When it comes to quantum mechanics, we are hampered by our terminology.

Wayne

The science of kissing? It's in the application

Image: Geoff Oliver Bugbee

Having spotted that special someone, few of us have ever needed a prompt when it came to a kiss. A few ackward lean-ins, and we get the idea.

But who knew that there was a science behind all this?

Introduced by Detal Dental, which sponsored her event - shrewd, shrewd, shrewd - the author of the "Science of Kissing," Sheril Kirshenbaum, says no one really knows how kissing got started, but perhaps the color red on lips was an attraction. Well, yes.

There is surprisingly little known from science about what's actually happening when we kiss. Perhaps familial kissing as children is responsible for feelings of security and belonging, and our sense of smell, particularly a woman's sense of smell, offers cues about the compatibility of a potential partner.

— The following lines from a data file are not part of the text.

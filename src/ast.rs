//! Syntax tree produced by the parser and owned by a compiled `Format`.

pub use crate::token::Comparator;

/// The root of a parsed template.
#[derive(Debug, Clone, PartialEq, Default)]
pub struct Template {
    pub body: Vec<Node>,
}

/// A template node.
#[derive(Debug, Clone, PartialEq)]
pub enum Node {
    StringLiteral(String),
    /// Any numeric literal, including fractional and exponential ones.
    IntegerLiteral(f64),
    /// A name looked up in the data record at render time.
    NamedReference(String),
    BooleanExpression(BooleanExpression),
    /// A `{...}` code block nested in a template or another block.
    TemplateBlock(Vec<Node>),
    ConditionalStatement(ConditionalStatement),
}

/// `left OPERATOR right`. The left side is whatever node preceded the
/// operator; the right side is a single literal or reference.
#[derive(Debug, Clone, PartialEq)]
pub struct BooleanExpression {
    pub left: Box<Node>,
    pub right: Box<Node>,
    pub operator: Comparator,
}

/// The test of a conditional: true when any of its children is truthy.
#[derive(Debug, Clone, PartialEq, Default)]
pub struct Predicate {
    pub body: Vec<Node>,
}

#[derive(Debug, Clone, PartialEq, Default)]
pub struct ThenClause {
    pub body: Vec<Node>,
}

#[derive(Debug, Clone, PartialEq, Default)]
pub struct ElseClause {
    pub body: Vec<Node>,
}

/// `IF test THEN consequent ELSE alternate`
#[derive(Debug, Clone, PartialEq, Default)]
pub struct ConditionalStatement {
    pub test: Predicate,
    pub consequent: ThenClause,
    pub alternate: ElseClause,
}

impl Node {
    /// Whether this node may stand on the left of a comparator.
    pub fn is_operand(&self) -> bool {
        matches!(
            self,
            Node::StringLiteral(_)
                | Node::IntegerLiteral(_)
                | Node::NamedReference(_)
                | Node::BooleanExpression(_)
        )
    }

    /// Short name used in diagnostics.
    pub fn kind_name(&self) -> &'static str {
        match self {
            Node::StringLiteral(_) => "string literal",
            Node::IntegerLiteral(_) => "number literal",
            Node::NamedReference(_) => "named reference",
            Node::BooleanExpression(_) => "boolean expression",
            Node::TemplateBlock(_) => "code block",
            Node::ConditionalStatement(_) => "conditional",
        }
    }
}
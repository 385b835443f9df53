use crate::format::Format;
use crate::units::UnitRegistry;

/// A problem found while checking a format against a unit registry.
#[derive(Debug, Clone, PartialEq)]
pub struct ValidationError {
    pub message: String,
    /// Reference name the error is about.
    pub reference: String,
    /// Position of the reference in `Format::references`.
    pub index: usize,
    /// Machine-readable error code.
    pub code: &'static str,
}

/// Check that every name a format references is a unit (or alias) the
/// registry knows, so captured values can be converted.
///
/// Returns an empty vec when all references resolve. A name referenced
/// several times is reported once, at its first occurrence.
pub fn validate_references(format: &Format, registry: &UnitRegistry) -> Vec<ValidationError> {
    let mut errors: Vec<ValidationError> = Vec::new();

    for (index, name) in format.references().iter().enumerate() {
        if registry.exists(name) || errors.iter().any(|e| &e.reference == name) {
            continue;
        }
        errors.push(ValidationError {
            message: format!("Reference \"{}\" does not name a known unit", name),
            reference: name.clone(),
            index,
            code: "unknown-unit",
        });
    }

    errors
}
use image::{ImageBuffer, Pixel, Primitive, Rgb, Rgba};
use num_traits::AsPrimitive;

use crate::imageops::{get_max_value, is_floating_point};

/// Composite a buffer with an alpha channel over an opaque background.
pub trait FlattenAlpha {
    type Output;
    type Background;

    fn flatten_onto(&self, background: Self::Background) -> Self::Output;
}

impl<S> FlattenAlpha for ImageBuffer<Rgba<S>, Vec<S>>
where
    Rgba<S>: Pixel<Subpixel = S>,
    Rgb<S>: Pixel<Subpixel = S>,
    S: Primitive + AsPrimitive<f32> + 'static,
    f32: AsPrimitive<S>,
{
    type Output = ImageBuffer<Rgb<S>, Vec<S>>;
    type Background = Rgb<S>;

    fn flatten_onto(&self, background: Rgb<S>) -> Self::Output {
        let max = get_max_value::<S>().as_();
        let integral = !is_floating_point::<S>();
        let Rgb([bg_r, bg_g, bg_b]) = background;
        let mut img = ImageBuffer::new(self.width(), self.height());
        for (x, y, p) in self.enumerate_pixels() {
            let Rgba([r, g, b, a]) = *p;
            let alpha = a.as_() / max;
            let over = |channel: S, bg: S| {
                let blended = channel.as_() * alpha + bg.as_() * (1.0 - alpha);
                let blended = if integral { blended.round() } else { blended };
                blended.as_()
            };
            img.put_pixel(x, y, Rgb([over(r, bg_r), over(g, bg_g), over(b, bg_b)]));
        }
        img
    }
}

From history, we know that kissing is mentioned in the Iliad and Odyssey, but romantic kissing is not mentioned. Today it's a nearly universal practice.

Scientists know that the lips are "overrepresented in the brain" because the sensations of taste and smell are located nearby, and that there are noticeable increases in chemicals associated with pleasure and bonding.

"Trying to understand it doesn't take the pleasure out of it," she adds, and follows up with a clip from The Big Bang theory to make the point that awkwardness and the kiss are familiar to many of us. Some knowledge, after all, can only come in the application.

Men and woman kiss for different reasons. Woman describe kissing as a way to assess how they might feel about a man - after all, they have to be choosier about with whom they will pair. A woman's sense of smell and taste are thus heightened because the stakes are higher.

Showing some brain scans of couples engaged in various kinds of kisses - romantic, erotic and familial - she points out that neuroscientists have begun to study kissing, and that this, too, is a new way of understanding what exactly is going on when our lips meet.

As for advice: limit the alcohol and drugs. Because if kissing acts on the body, and it does, why cloud that feeling? And as for when: often. It's good for you.